Down in the valley…
Our story has turned and its been a hard few days. We were having such a great day when we last shared, and thought things were getting better. We thought that we’d get to hold our little girl every day until she was well enough to come home.
Then they put the art line back in the next day because breathing has become a challenge again and platelets are low. Which means we can’t hold her every night (at least for now), which is hard.
Then even harder… little Aurora had her MRI, and without getting into too much detail the news was “devastating” as the doctor put it. Throughout development the virus significantly impacted her brain in irreversible ways with some clear impacts on her future abilities.

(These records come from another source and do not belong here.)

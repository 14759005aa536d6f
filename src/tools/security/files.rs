//! File hygiene: hidden file listing and overwrite-before-delete.

use std::fs::{self, OpenOptions};
use std::io::{Seek, SeekFrom, Write};
use std::path::Path;

use color_eyre::eyre::{bail, WrapErr};
use color_eyre::Result;
use rand::RngCore;

use crate::{constants, output};

/// Sorted names of the dot-files directly inside `dir`.
///
/// # Errors
///
/// Returns an error if `dir` is not a readable directory.
pub fn hidden_entries(dir: &Path) -> Result<Vec<String>> {
    if !dir.is_dir() {
        bail!("Specified path is not a directory: {}", dir.display());
    }
    let mut names: Vec<String> = fs::read_dir(dir)
        .wrap_err_with(|| format!("Failed to read {}", dir.display()))?
        .flatten()
        .map(|entry| entry.file_name().to_string_lossy().into_owned())
        .filter(|name| name.starts_with('.'))
        .collect();
    names.sort();
    Ok(names)
}

/// Prints hidden entries of `dir`, one per line.
///
/// # Errors
///
/// Returns an error if `dir` is not a readable directory.
pub fn list_hidden(out: &mut dyn Write, dir: &Path) -> Result<()> {
    let names = hidden_entries(dir)?;
    if names.is_empty() {
        output::notice(out, constants::MSG_NO_HIDDEN_FILES)?;
    }
    for name in names {
        writeln!(out, "{name}")?;
    }
    Ok(())
}

/// Overwrites every byte of `path` with random data and syncs it to disk.
///
/// # Errors
///
/// Returns an error if the file cannot be opened, written or synced.
pub fn overwrite_with_random(path: &Path) -> Result<u64> {
    let size = fs::metadata(path)?.len();
    let mut file = OpenOptions::new()
        .write(true)
        .open(path)
        .wrap_err_with(|| format!("Failed to open {}", path.display()))?;
    file.seek(SeekFrom::Start(0))?;

    let mut rng = rand::rng();
    let mut buf = vec![0u8; constants::IO_CHUNK_SIZE];
    let mut remaining = size;
    while remaining > 0 {
        let n = usize::try_from(remaining).map_or(buf.len(), |r| r.min(buf.len()));
        rng.fill_bytes(&mut buf[..n]);
        file.write_all(&buf[..n])?;
        remaining -= n as u64;
    }
    file.sync_all()?;
    Ok(size)
}

/// Overwrites `path` with random bytes, then removes it.
///
/// # Errors
///
/// Returns an error if `path` is not a regular file or any step fails.
pub fn secure_delete(out: &mut dyn Write, path: &Path) -> Result<()> {
    if !path.is_file() {
        bail!("Not a file: {}", path.display());
    }
    let size = overwrite_with_random(path).wrap_err("Failed to securely delete file")?;
    tracing::debug!(path = %path.display(), size, "overwritten");
    fs::remove_file(path).wrap_err("Failed to securely delete file")?;
    output::success(out, constants::MSG_SECURE_DELETED)?;
    Ok(())
}

#[cfg(test)]
mod tests {
    use super::*;

    #[test]
    fn test_hidden_entries_sorted() {
        let dir = tempfile::tempdir().unwrap();
        fs::write(dir.path().join(".zshrc"), "").unwrap();
        fs::write(dir.path().join(".bashrc"), "").unwrap();
        fs::create_dir(dir.path().join(".config")).unwrap();
        fs::write(dir.path().join("visible.txt"), "").unwrap();

        assert_eq!(
            hidden_entries(dir.path()).unwrap(),
            vec![".bashrc", ".config", ".zshrc"]
        );
    }

    #[test]
    fn test_list_hidden_none() {
        let dir = tempfile::tempdir().unwrap();
        let mut out = Vec::new();
        list_hidden(&mut out, dir.path()).unwrap();
        assert!(String::from_utf8(out).unwrap().contains("No hidden files found."));
    }

    #[test]
    fn test_list_hidden_rejects_file() {
        let dir = tempfile::tempdir().unwrap();
        let file = dir.path().join("f");
        fs::write(&file, "x").unwrap();
        assert!(hidden_entries(&file).is_err());
    }

    #[test]
    fn test_overwrite_keeps_size_changes_content() {
        let dir = tempfile::tempdir().unwrap();
        let path = dir.path().join("secret.txt");
        let original = vec![0u8; 20_000];
        fs::write(&path, &original).unwrap();

        assert_eq!(overwrite_with_random(&path).unwrap(), 20_000);
        let after = fs::read(&path).unwrap();
        assert_eq!(after.len(), original.len());
        assert_ne!(after, original);
    }

    #[test]
    fn test_secure_delete_removes_file() {
        let dir = tempfile::tempdir().unwrap();
        let path = dir.path().join("secret.txt");
        fs::write(&path, "top secret").unwrap();

        let mut out = Vec::new();
        secure_delete(&mut out, &path).unwrap();
        assert!(!path.exists());
        assert!(String::from_utf8(out).unwrap().contains("File securely deleted."));
    }

    #[test]
    fn test_secure_delete_rejects_directory() {
        let dir = tempfile::tempdir().unwrap();
        let mut out = Vec::new();
        assert!(secure_delete(&mut out, dir.path()).is_err());
    }
}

To be honest, he future feels so unknown right now. With the medical findings they shared, our hearts feel broken and we are at a loss for words. We are grieving for her, for the loss of many specific normal functions in her future…. we desire more for her. There also are still so many unknowns day to day as she fights new challenges.
The reality that we are living in a broken world, where evil still exists is hitting hard right now and just makes us really angry and sad. I know Gods word says he won’t give us more than we can handle and that he works all bad and evil things out for good, but it’s hard to see it right now.
Our family is grateful for prayers….as we need Gods strength, we need his peace, his wisdom. We pray for the doctors and the nurses and pray for Rory. For her suffering, for her sweet strong heart, for her to feel our presence when we are with her and find peace and joy in that. I pray that our presence of being with her each evening makes a difference in her health.
It often feels there to isn’t much we can do, but we still look forward to seeing her every day, we stand by her side and rub her, and hold her tiny hand or foot around all the ivy's and ports, we sing to her, and pray for her. She’s still so strong, and we just pray she knows we are with her and for her through it all!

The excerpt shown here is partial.